According to the SEC’s complaint, the funds appear to have total assets of less than $1 million. The complaint also alleges that Nadel recently transferred at least $1.25 million from two of the funds to secret bank accounts that he controlled. Nadel reportedly has been missing since Jan. 14, 2009. The SEC also alleges that two entities with which Nadel was associated, Scoop Capital LLC and Scoop Management, Inc., provided investment advice to all of the funds and also engaged in fraud as a result of Nadel’s actions. The SEC has obtained an emergency court order freezing defendants’ assets and appointing a receiver.
David Nelson, Director of the SEC’s Miami Regional Office, said, “Investors should be able to rely on the truthfulness of an account statement and offering materials. Mr. Nadel’s alleged actions deceived investors, and we are seeking to hold him accountable for that misconduct.”
The six hedge funds and two other investment management companies are charged as relief defendants in the SEC’s complaint. The SEC alleges that Nadel provided false and misleading information to the relief defendants for dissemination to investors through account statements and through offering memoranda. For example:
- Offering materials for three of the funds represented that they had approximately $342 million in assets as of Nov. 30, 2008. In fact, those funds had a total of less than $1 million in assets at that time.
- Offering materials for at least several of the funds represented monthly returns of around 11 to 12 per cent between January and November 2008. In fact, at least three of the funds had negative returns during that time and another fund had lower than reported returns.
- One investor in one fund received an account statement for November 2008 indicating that her investment was valued at almost $420,000. In fact, the entire fund had less than $100,000 at that time.

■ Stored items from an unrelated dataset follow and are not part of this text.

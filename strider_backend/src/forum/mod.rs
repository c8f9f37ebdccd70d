pub mod reddit;

use anyhow::Result;
use async_trait::async_trait;
use serde::{Deserialize, Serialize};

use crate::config::DestinationConfig;

#[derive(Debug, Clone, Copy, PartialEq, Eq)]
pub enum ListingOrder {
    Hot,
    Rising,
    New,
}

impl ListingOrder {
    pub fn as_str(self) -> &'static str {
        match self {
            ListingOrder::Hot => "hot",
            ListingOrder::Rising => "rising",
            ListingOrder::New => "new",
        }
    }
}

/// A listed item (thread) inside a destination.
#[derive(Debug, Clone, PartialEq, Eq, Serialize, Deserialize)]
pub struct ItemSummary {
    /// Platform-wide identifier used for replies and dedup.
    pub id: String,
    pub title: String,
    #[serde(default)]
    pub body: String,
    #[serde(default)]
    pub score: i64,
    #[serde(default)]
    pub author: Option<String>,
}

#[derive(Debug, Clone, PartialEq, Eq, Serialize, Deserialize)]
pub struct TagOption {
    pub id: String,
    pub text: String,
}

#[derive(Debug, Clone)]
pub struct Submission {
    pub title: String,
    pub body: String,
    pub tag: Option<TagOption>,
}

#[derive(Debug, Clone, PartialEq, Eq)]
pub struct Receipt {
    pub id: String,
    pub url: Option<String>,
}

#[derive(Debug, Clone)]
pub struct UserInfo {
    pub name: String,
}

/// A named target community, with per-run caches of its tag choice and rules.
#[derive(Debug, Clone)]
pub struct Destination {
    pub name: String,
    pub preferred_tags: Vec<String>,
    /// Cached tag once resolved (lazily, on first publish).
    pub tag: Option<TagOption>,
    /// Tags the platform offered when last asked; empty if none or not permitted.
    pub available_tags: Vec<TagOption>,
    pub tags_resolved: bool,
    pub rules: Vec<String>,
    pub rules_loaded: bool,
}

impl Destination {
    pub fn new(name: &str, preferred_tags: Vec<String>) -> Self {
        Self {
            name: name.to_string(),
            preferred_tags,
            tag: None,
            available_tags: Vec::new(),
            tags_resolved: false,
            rules: Vec::new(),
            rules_loaded: false,
        }
    }
}

impl From<&DestinationConfig> for Destination {
    fn from(config: &DestinationConfig) -> Self {
        Destination::new(&config.name, config.preferred_tags.clone())
    }
}

/// The operations the agent needs from a discussion platform.
#[async_trait]
pub trait ForumPlatform: Send + Sync {
    fn name(&self) -> &str;

    async fn current_user(&self) -> Result<UserInfo>;

    /// Short rule titles for a destination.
    async fn destination_rules(&self, destination: &str) -> Result<Vec<String>>;

    async fn available_tags(&self, destination: &str) -> Result<Vec<TagOption>>;

    async fn list_items(
        &self,
        destination: &str,
        order: ListingOrder,
        limit: usize,
    ) -> Result<Vec<ItemSummary>>;

    async fn submit_item(&self, destination: &str, submission: &Submission) -> Result<Receipt>;

    async fn reply_to_item(&self, item_id: &str, text: &str) -> Result<Receipt>;
}

#[cfg(test)]
pub(crate) mod fake {
    use super::*;
    use std::collections::{HashMap, VecDeque};
    use std::sync::Mutex;

    /// In-memory platform. Submit outcomes are scripted per call; listings are fixed.
    #[derive(Default)]
    pub struct FakeForum {
        pub user_error: Option<String>,
        /// Makes `current_user` panic instead of returning.
        pub user_panics: bool,
        pub user_calls: Mutex<usize>,
        pub tags: HashMap<String, Result<Vec<TagOption>, String>>,
        pub rules: HashMap<String, Vec<String>>,
        pub listings: HashMap<(String, &'static str), Result<Vec<ItemSummary>, String>>,
        pub submit_outcomes: Mutex<VecDeque<Result<(), String>>>,
        pub submissions: Mutex<Vec<(String, Submission)>>,
        pub replies: Mutex<Vec<(String, String)>>,
        pub tag_queries: Mutex<usize>,
    }

    impl FakeForum {
        pub fn with_listing(
            mut self,
            destination: &str,
            order: ListingOrder,
            items: Vec<ItemSummary>,
        ) -> Self {
            self.listings
                .insert((destination.to_string(), order.as_str()), Ok(items));
            self
        }

        pub fn script_submits(self, outcomes: Vec<Result<(), String>>) -> Self {
            *self.submit_outcomes.lock().unwrap() = outcomes.into();
            self
        }

        pub fn submitted_tags(&self) -> Vec<Option<String>> {
            self.submissions
                .lock()
                .unwrap()
                .iter()
                .map(|(_, s)| s.tag.as_ref().map(|t| t.text.clone()))
                .collect()
        }
    }

    pub fn item(id: &str, title: &str, score: i64) -> ItemSummary {
        ItemSummary {
            id: id.to_string(),
            title: title.to_string(),
            body: format!("{title} body"),
            score,
            author: Some("someone".to_string()),
        }
    }

    pub fn tag(id: &str, text: &str) -> TagOption {
        TagOption {
            id: id.to_string(),
            text: text.to_string(),
        }
    }

    #[async_trait]
    impl ForumPlatform for FakeForum {
        fn name(&self) -> &str {
            "fake"
        }

        async fn current_user(&self) -> Result<UserInfo> {
            *self.user_calls.lock().unwrap() += 1;
            if self.user_panics {
                panic!("session state corrupted");
            }
            match &self.user_error {
                Some(e) => anyhow::bail!("{e}"),
                None => Ok(UserInfo {
                    name: "strider_bot".to_string(),
                }),
            }
        }

        async fn destination_rules(&self, destination: &str) -> Result<Vec<String>> {
            Ok(self.rules.get(destination).cloned().unwrap_or_default())
        }

        async fn available_tags(&self, destination: &str) -> Result<Vec<TagOption>> {
            *self.tag_queries.lock().unwrap() += 1;
            match self.tags.get(destination) {
                Some(Ok(tags)) => Ok(tags.clone()),
                Some(Err(e)) => anyhow::bail!("{e}"),
                None => Ok(Vec::new()),
            }
        }

        async fn list_items(
            &self,
            destination: &str,
            order: ListingOrder,
            limit: usize,
        ) -> Result<Vec<ItemSummary>> {
            match self.listings.get(&(destination.to_string(), order.as_str())) {
                Some(Ok(items)) => Ok(items.iter().take(limit).cloned().collect()),
                Some(Err(e)) => anyhow::bail!("{e}"),
                None => Ok(Vec::new()),
            }
        }

        async fn submit_item(&self, destination: &str, submission: &Submission) -> Result<Receipt> {
            self.submissions
                .lock()
                .unwrap()
                .push((destination.to_string(), submission.clone()));
            let outcome = self
                .submit_outcomes
                .lock()
                .unwrap()
                .pop_front()
                .unwrap_or(Ok(()));
            match outcome {
                Ok(()) => {
                    let n = self.submissions.lock().unwrap().len();
                    Ok(Receipt {
                        id: format!("t3_post{n}"),
                        url: Some(format!("https://example.test/r/{destination}/{n}")),
                    })
                }
                Err(e) => anyhow::bail!("{e}"),
            }
        }

        async fn reply_to_item(&self, item_id: &str, text: &str) -> Result<Receipt> {
            let mut replies = self.replies.lock().unwrap();
            replies.push((item_id.to_string(), text.to_string()));
            Ok(Receipt {
                id: format!("t1_reply{}", replies.len()),
                url: None,
            })
        }
    }
}
use axum::{
    Router,
    extract::{Json, Query},
    http::{StatusCode, header},
    response::{IntoResponse, Response},
    routing::get,
};
use clap::Parser;
use serde::{Deserialize, Serialize};
use std::net::SocketAddr;
use tokio::net::TcpListener;

use crate::core::{Inputs, Milestones, Projection, SeriesPoint, run_projection};

#[derive(Debug, Default, Deserialize)]
#[serde(default, rename_all = "camelCase")]
struct ProjectPayload {
    start_age: Option<u32>,
    target_amount: Option<f64>,
    include_inflation: Option<bool>,
}

#[derive(Parser, Debug)]
#[command(
    name = "sprout",
    about = "Child savings plan projector (annuity-due contribution solve + monthly compounding to age 67)"
)]
struct Cli {
    #[arg(long, default_value_t = 0, help = "Age at which saving starts (0-18)")]
    start_age: u32,
    #[arg(
        long,
        default_value_t = 10_000.0,
        help = "Amount wanted at the 18th birthday, in currency units"
    )]
    target_amount: f64,
    #[arg(
        long,
        help = "Restate the target in age-18 money at 2% annual inflation"
    )]
    include_inflation: bool,
}

#[derive(Debug, Serialize)]
#[serde(rename_all = "camelCase")]
struct ProjectResponse {
    start_age: u32,
    target_amount: f64,
    include_inflation: bool,
    monthly_contribution: f64,
    series: Vec<SeriesPoint>,
    milestones: Milestones,
}

#[derive(Debug, Serialize)]
struct ErrorResponse {
    error: String,
}

fn build_inputs(cli: Cli) -> Result<Inputs, String> {
    if cli.start_age > 18 {
        return Err("--start-age must be between 0 and 18".to_string());
    }

    if !cli.target_amount.is_finite() || cli.target_amount <= 0.0 {
        return Err("--target-amount must be > 0".to_string());
    }

    Ok(Inputs {
        start_age: cli.start_age,
        target_amount: cli.target_amount,
        include_inflation: cli.include_inflation,
    })
}

pub async fn run_http_server(port: u16) -> std::io::Result<()> {
    let addr = SocketAddr::from(([0, 0, 0, 0], port));
    let app = Router::new()
        .route(
            "/api/project",
            get(project_get_handler).post(project_post_handler),
        )
        .fallback(not_found_handler);

    let listener = TcpListener::bind(addr).await?;
    println!("Sprout HTTP API listening on http://{addr}");
    println!("Local access: http://127.0.0.1:{port}/api/project");

    axum::serve(listener, app).await
}

pub fn run_projection_cli(args: &[String]) -> Result<(), String> {
    let mut argv = vec!["sprout".to_string()];
    argv.extend_from_slice(args);
    let cli = Cli::parse_from(argv);

    let inputs = build_inputs(cli)?;
    let response = build_project_response(&inputs, run_projection(&inputs));
    let json = serde_json::to_string_pretty(&response).map_err(|e| e.to_string())?;
    println!("{json}");
    Ok(())
}

async fn not_found_handler() -> Response {
    error_response(StatusCode::NOT_FOUND, "Not found")
}

async fn project_get_handler(Query(payload): Query<ProjectPayload>) -> Response {
    project_handler_impl(payload)
}

async fn project_post_handler(Json(payload): Json<ProjectPayload>) -> Response {
    project_handler_impl(payload)
}

fn project_handler_impl(payload: ProjectPayload) -> Response {
    let inputs = match inputs_from_payload(payload) {
        Ok(inputs) => inputs,
        Err(msg) => return error_response(StatusCode::BAD_REQUEST, &msg),
    };

    let response = build_project_response(&inputs, run_projection(&inputs));
    json_response(StatusCode::OK, response)
}

fn json_response<T: Serialize>(status: StatusCode, body: T) -> Response {
    let mut response = (status, Json(body)).into_response();
    response.headers_mut().insert(
        header::CACHE_CONTROL,
        "no-store".parse().expect("valid header"),
    );
    response
}

fn error_response(status: StatusCode, msg: &str) -> Response {
    json_response(
        status,
        ErrorResponse {
            error: msg.to_string(),
        },
    )
}

#[cfg(test)]
fn inputs_from_json(json: &str) -> Result<Inputs, String> {
    let payload = serde_json::from_str::<ProjectPayload>(json)
        .map_err(|e| format!("Invalid API JSON payload: {e}"))?;
    inputs_from_payload(payload)
}

fn inputs_from_payload(payload: ProjectPayload) -> Result<Inputs, String> {
    let mut cli = default_cli_for_api();

    if let Some(v) = payload.start_age {
        cli.start_age = v;
    }
    if let Some(v) = payload.target_amount {
        cli.target_amount = v;
    }
    if let Some(v) = payload.include_inflation {
        cli.include_inflation = v;
    }

    build_inputs(cli)
}

fn default_cli_for_api() -> Cli {
    Cli {
        start_age: 0,
        target_amount: 10_000.0,
        include_inflation: false,
    }
}

fn build_project_response(inputs: &Inputs, projection: Projection) -> ProjectResponse {
    ProjectResponse {
        start_age: inputs.start_age,
        target_amount: inputs.target_amount,
        include_inflation: inputs.include_inflation,
        monthly_contribution: projection.monthly_contribution,
        series: projection.series,
        milestones: projection.milestones,
    }
}
mod engine;
mod solver;
mod types;

pub use engine::run_projection;
pub use solver::required_monthly_contribution;
pub use types::{Inputs, Milestones, Projection, SeriesPoint};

The SEC filed its emergency action in the U.S. District Court for the Middle District of Florida alleging that the defendants violated Section 17(a) of the Securities Act of 1933, Section 10(b) of the Securities Exchange Act of 1934 and Rule 10b-5 thereunder and seeking, among other things, injunctions, disgorgement plus prejudgment interest, and civil money penalties.
United States District Judge Richard A. Lazzara granted all of the emergency relief requested by the SEC, including a temporary restraining order, asset freeze, and other relief against Nadel.
Without admitting or denying the allegations of the SEC’s complaint, Scoop Capital and Scoop Management consented to the entry of, among other things, preliminary injunctions, asset freezes, and the appointment of a receiver. The SEC is seeking disgorgement plus prejudgment interest against each of the relief defendants (advisers Valhalla Management, Inc. and Viking Management, LLC and hedge funds Scoop Real Estate, L.P., Valhalla Investment Partners, L.P., Victory IRA Fund, Ltd., Victory Fund, Ltd., Viking IRA Fund, LLC, and Viking Fund, LLC). Without admitting or denying the allegations of the complaint, they consented to asset freezes and the appointment of a receiver.
The SEC recognises cooperation that has been provided by Scoop Capital and Scoop Management, and by the relief defendants. The SEC’s investigation is continuing.